The poll also asked executives to rank how concerned they are about the government’s involvement in a variety of areas. In regards to government overreach, there’s certainly a level of concern among those weighing in.
“A lot of the overreach has come because the legislative bodies have abdicated their responsibilities and instead transferred rule making and fee setting to the executive units,” said Andrews. “Being set free by the legislative bodies to set their own agenda and promulgate rules means they’ve gone right ahead and done that. As a result, we end up with a heavy burden of compliance.”
“I am concerned about it,” said Brignone. “What concerns me is, and you see a lot of this coming out of the Obama administration, the regulation of American business. You can’t have unbridled capitalism, you have to have a regulated capitalist system. Some of the things really go beyond the point of what’s reasonable and necessary and become stifling.”
Sorrentino added, “I’m fiscally conservative and the government, in my opinion, never does well when it gets involved in business. There isn’t a successful government business around.”
The Political Year
This year’s political landscape, which will feature a presidential election, is at the top of mind for many Nevadans, particularly for Nevada decision makers. A number of important positions are open and will be decided in November. The poll asked executives to grade politicians based on the job they’re doing for Nevada.
While he is in his last year of office, President Barack Obama fared poorly in this year’s poll with a grade of ‘D’. In fact, President Obama hasn’t averaged higher than that for the length of his term. When asked why, executives felt that he didn’t do the job he should have, particularly when it comes to Nevada.
“He would be an ‘F’ given the fact that he exacerbated our recession by telling people not to come to Las Vegas, twice,” said Sorrentino. “We lost 220 conventions. I’m not a fan of what he’s done for our state.”

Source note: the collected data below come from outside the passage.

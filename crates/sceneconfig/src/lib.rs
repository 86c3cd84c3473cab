use std::fmt;
use std::fs;
use std::path::{Path, PathBuf};
use std::time::Duration;

use paddle::PaddleMode;
use serde::de::{self, Deserializer};
use serde::{Deserialize, Serialize};

/// Shortest accepted gap between simulated requests.
pub const MIN_REQUEST_INTERVAL: Duration = Duration::from_millis(1);

#[derive(Debug, thiserror::Error)]
pub enum ConfigError {
    #[error("failed to read configuration at {path}: {source}")]
    Read {
        path: PathBuf,
        #[source]
        source: std::io::Error,
    },
    #[error("failed to parse configuration: {0}")]
    Parse(#[from] toml::de::Error),
    #[error("invalid configuration: {0}")]
    Invalid(String),
}

#[derive(Debug, Clone, Deserialize, Serialize)]
pub struct SceneConfig {
    #[serde(default = "default_version")]
    pub version: u32,
    #[serde(default)]
    pub display: DisplayConfig,
    #[serde(default)]
    pub paddle: PaddleConfig,
    #[serde(default)]
    pub simulation: SimulationConfig,
}

#[derive(Debug, Clone, Deserialize, Serialize)]
#[serde(default)]
pub struct DisplayConfig {
    pub width: u32,
    pub height: u32,
    pub paddle_mode: PaddleMode,
    pub background: [f32; 3],
}

#[derive(Debug, Clone, Deserialize, Serialize)]
pub struct PaddleConfig {
    #[serde(
        default = "default_return_duration",
        deserialize_with = "deserialize_duration"
    )]
    pub return_duration: Duration,
    #[serde(default = "default_paddle_colour")]
    pub default_colour: [f32; 4],
    /// Optional PNG drawn over each paddle.
    #[serde(default)]
    pub texture: Option<PathBuf>,
    /// Horizontal paddle position as a fraction of the viewport width.
    #[serde(default = "default_x_fraction")]
    pub x_fraction: f32,
}

#[derive(Debug, Clone, Deserialize, Serialize)]
pub struct SimulationConfig {
    #[serde(default = "default_tokens")]
    pub tokens: Vec<String>,
    #[serde(
        default = "default_request_interval",
        deserialize_with = "deserialize_duration"
    )]
    pub request_interval: Duration,
    #[serde(
        default = "default_min_travel",
        deserialize_with = "deserialize_duration"
    )]
    pub min_travel: Duration,
    #[serde(
        default = "default_max_travel",
        deserialize_with = "deserialize_duration"
    )]
    pub max_travel: Duration,
    #[serde(default = "default_seed")]
    pub seed: u64,
}

impl Default for SceneConfig {
    fn default() -> Self {
        Self {
            version: default_version(),
            display: DisplayConfig::default(),
            paddle: PaddleConfig::default(),
            simulation: SimulationConfig::default(),
        }
    }
}

impl Default for DisplayConfig {
    fn default() -> Self {
        Self {
            width: 1280,
            height: 720,
            paddle_mode: PaddleMode::default(),
            background: [0.0, 0.0, 0.0],
        }
    }
}

impl Default for PaddleConfig {
    fn default() -> Self {
        Self {
            return_duration: default_return_duration(),
            default_colour: default_paddle_colour(),
            texture: None,
            x_fraction: default_x_fraction(),
        }
    }
}

impl Default for SimulationConfig {
    fn default() -> Self {
        Self {
            tokens: default_tokens(),
            request_interval: default_request_interval(),
            min_travel: default_min_travel(),
            max_travel: default_max_travel(),
            seed: default_seed(),
        }
    }
}

fn default_version() -> u32 {
    1
}

fn default_return_duration() -> Duration {
    Duration::from_secs(4)
}

fn default_paddle_colour() -> [f32; 4] {
    [0.5, 0.5, 0.5, 1.0]
}

fn default_x_fraction() -> f32 {
    0.75
}

fn default_tokens() -> Vec<String> {
    ["www.example.com", "api.example.com", "cdn.example.com"]
        .into_iter()
        .map(String::from)
        .collect()
}

fn default_request_interval() -> Duration {
    Duration::from_millis(250)
}

fn default_min_travel() -> Duration {
    Duration::from_secs(1)
}

fn default_max_travel() -> Duration {
    Duration::from_secs(3)
}

fn default_seed() -> u64 {
    7
}

fn deserialize_duration<'de, D>(deserializer: D) -> Result<Duration, D::Error>
where
    D: Deserializer<'de>,
{
    struct Visitor;
    impl<'de> de::Visitor<'de> for Visitor {
        type Value = Duration;

        fn expecting(&self, formatter: &mut fmt::Formatter<'_>) -> fmt::Result {
            formatter.write_str("a duration as number of seconds or human-readable string")
        }

        fn visit_str<E>(self, v: &str) -> Result<Self::Value, E>
        where
            E: de::Error,
        {
            humantime::parse_duration(v)
                .map_err(|err| E::custom(format!("invalid duration '{v}': {err}")))
        }

        fn visit_u64<E>(self, v: u64) -> Result<Self::Value, E>
        where
            E: de::Error,
        {
            Ok(Duration::from_secs(v))
        }

        fn visit_i64<E>(self, v: i64) -> Result<Self::Value, E>
        where
            E: de::Error,
        {
            if v < 0 {
                return Err(E::custom("duration must be non-negative"));
            }
            Ok(Duration::from_secs(v as u64))
        }

        fn visit_f64<E>(self, v: f64) -> Result<Self::Value, E>
        where
            E: de::Error,
        {
            if v.is_nan() || v.is_sign_negative() {
                return Err(E::custom("duration must be non-negative"));
            }
            Ok(Duration::from_secs_f64(v))
        }
    }

    deserializer.deserialize_any(Visitor)
}

impl SceneConfig {
    pub fn from_toml_str(input: &str) -> Result<Self, ConfigError> {
        let raw: SceneConfig = toml::from_str(input)?;
        raw.validate()?;
        Ok(raw)
    }

    pub fn load(path: &Path) -> Result<Self, ConfigError> {
        let contents = fs::read_to_string(path).map_err(|source| ConfigError::Read {
            path: path.to_path_buf(),
            source,
        })?;
        Self::from_toml_str(&contents)
    }

    /// Loads `path` when it exists, otherwise falls back to the built-in defaults.
    pub fn load_or_default(path: &Path) -> Result<Self, ConfigError> {
        if path.exists() {
            Self::load(path)
        } else {
            Ok(Self::default())
        }
    }

    pub fn validate(&self) -> Result<(), ConfigError> {
        if self.version != 1 {
            return Err(ConfigError::Invalid(format!(
                "unsupported config version {}; expected 1",
                self.version
            )));
        }

        if self.display.width == 0 || self.display.height == 0 {
            return Err(ConfigError::Invalid(format!(
                "display size must be non-zero (got {}x{})",
                self.display.width, self.display.height
            )));
        }

        validate_unit_range("display.background", &self.display.background)?;
        validate_unit_range("paddle.default_colour", &self.paddle.default_colour)?;

        if !(0.0..=1.0).contains(&self.paddle.x_fraction) {
            return Err(ConfigError::Invalid(format!(
                "paddle.x_fraction must be within 0..=1 (got {})",
                self.paddle.x_fraction
            )));
        }

        let simulation = &self.simulation;
        if simulation.request_interval < MIN_REQUEST_INTERVAL {
            return Err(ConfigError::Invalid(format!(
                "simulation.request_interval must be at least {:?} (got {:?})",
                MIN_REQUEST_INTERVAL, simulation.request_interval
            )));
        }

        if simulation.min_travel.is_zero() {
            return Err(ConfigError::Invalid(
                "simulation.min_travel must be greater than zero".into(),
            ));
        }

        if simulation.max_travel < simulation.min_travel {
            return Err(ConfigError::Invalid(format!(
                "simulation.max_travel ({:?}) is shorter than min_travel ({:?})",
                simulation.max_travel, simulation.min_travel
            )));
        }

        if self.display.paddle_mode.groups_by_token() {
            if simulation.tokens.is_empty() {
                return Err(ConfigError::Invalid(format!(
                    "paddle mode '{}' needs at least one simulation token",
                    self.display.paddle_mode
                )));
            }

            if simulation.tokens.iter().any(|token| token.trim().is_empty()) {
                return Err(ConfigError::Invalid(
                    "simulation.tokens contains an empty token".into(),
                ));
            }
        }

        Ok(())
    }
}

fn validate_unit_range(field: &str, values: &[f32]) -> Result<(), ConfigError> {
    if values.iter().all(|value| (0.0..=1.0).contains(value)) {
        Ok(())
    } else {
        Err(ConfigError::Invalid(format!(
            "{field} components must be within 0..=1 (got {values:?})"
        )))
    }
}

#[cfg(test)]
mod tests {
    use super::*;

    const SAMPLE: &str = r#"
version = 1

[display]
width = 1024
height = 768
paddle_mode = "vhost"
background = [0.1, 0.1, 0.1]

[paddle]
return_duration = "2s 500ms"
default_colour = [1.0, 1.0, 1.0, 0.8]
texture = "assets/overlay.png"

[simulation]
tokens = ["alpha.test", "beta.test"]
request_interval = 0.5
min_travel = "750ms"
max_travel = 2
seed = 99
"#;

    #[test]
    fn parses_sample_config() {
        let config = SceneConfig::from_toml_str(SAMPLE).expect("parse config");
        assert_eq!(config.display.width, 1024);
        assert_eq!(config.display.paddle_mode, PaddleMode::Vhost);
        assert_eq!(config.paddle.return_duration, Duration::from_millis(2500));
        assert_eq!(
            config.paddle.texture.as_deref(),
            Some(Path::new("assets/overlay.png"))
        );
        assert_eq!(config.simulation.request_interval, Duration::from_millis(500));
        assert_eq!(config.simulation.min_travel, Duration::from_millis(750));
        assert_eq!(config.simulation.max_travel, Duration::from_secs(2));
        assert_eq!(config.simulation.seed, 99);
    }

    #[test]
    fn empty_document_uses_defaults() {
        let config = SceneConfig::from_toml_str("").expect("parse empty config");
        assert_eq!(config.display.width, 1280);
        assert_eq!(config.display.paddle_mode, PaddleMode::Single);
        assert_eq!(config.paddle.return_duration, Duration::from_secs(4));
        assert_eq!(config.paddle.x_fraction, 0.75);
        assert_eq!(config.simulation.tokens.len(), 3);
    }

    #[test]
    fn rejects_out_of_range_colour() {
        let err = SceneConfig::from_toml_str(
            r#"
[paddle]
default_colour = [1.5, 0.0, 0.0, 1.0]
"#,
        )
        .unwrap_err();
        assert!(matches!(err, ConfigError::Invalid(_)));
    }

    #[test]
    fn rejects_negative_duration() {
        let err = SceneConfig::from_toml_str(
            r#"
[paddle]
return_duration = -3
"#,
        )
        .unwrap_err();
        assert!(matches!(err, ConfigError::Parse(_)));
    }

    #[test]
    fn grouped_mode_requires_tokens() {
        let err = SceneConfig::from_toml_str(
            r#"
[display]
paddle_mode = "pid"

[simulation]
tokens = []
"#,
        )
        .unwrap_err();
        assert!(matches!(err, ConfigError::Invalid(_)));
    }

    #[test]
    fn rejects_sub_millisecond_request_interval() {
        for interval in ["\"1ns\"", "\"999us\"", "0"] {
            let err = SceneConfig::from_toml_str(&format!(
                "[simulation]\nrequest_interval = {interval}\n"
            ))
            .unwrap_err();
            assert!(matches!(err, ConfigError::Invalid(_)), "{interval}: {err}");
        }

        let config =
            SceneConfig::from_toml_str("[simulation]\nrequest_interval = \"1ms\"\n").unwrap();
        assert_eq!(config.simulation.request_interval, MIN_REQUEST_INTERVAL);
    }

    #[test]
    fn rejects_inverted_travel_range() {
        let err = SceneConfig::from_toml_str(
            r#"
[simulation]
min_travel = "3s"
max_travel = "1s"
"#,
        )
        .unwrap_err();
        assert!(matches!(err, ConfigError::Invalid(_)));
    }

    #[test]
    fn load_or_default_handles_missing_file() {
        let dir = tempfile::tempdir().unwrap();
        let missing = dir.path().join("absent.toml");
        let config = SceneConfig::load_or_default(&missing).unwrap();
        assert_eq!(config.display.height, 720);

        let present = dir.path().join("scene.toml");
        fs::write(&present, "[display]\nheight = 480\n").unwrap();
        let config = SceneConfig::load_or_default(&present).unwrap();
        assert_eq!(config.display.height, 480);
    }
}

Governor Sandoval, on the other hand, fared well in this year’s poll with a solid ‘B’ which is above average. Shumar said of Governor Sandoval, “He has made a definite positive name for this state. I would give him an ‘A+’, actually.”
The rest of the state’s administrators featured on the list received average marks. Their grades ranged from ‘C’s’ for both Secretary Barbara Cegavske and Attorney General Adam Laxalt to a ‘C+’ for Lieutenant Governor Mark Hutchison. Nevada’s representatives also came in fairly average and with consistent grades to previous years. Senator Harry Reid ranked lowest with a ‘D+’ and Representative Dr. Joe Heck ranked highest with a ‘B-’.
This year’s poll, while garnering few surprises from executives, has simply illustrated both the state of flux Nevada is in as well as Nevadan’s hope for a bright future. While the elections will have a significant impact on the Battle Born state, it’s too soon to tell what that impact will be. Regardless, since surviving the toughest recession in recent memory and certainly one of the toughest in the nation, Nevada executives are leaner and better prepared than ever for whatever may come.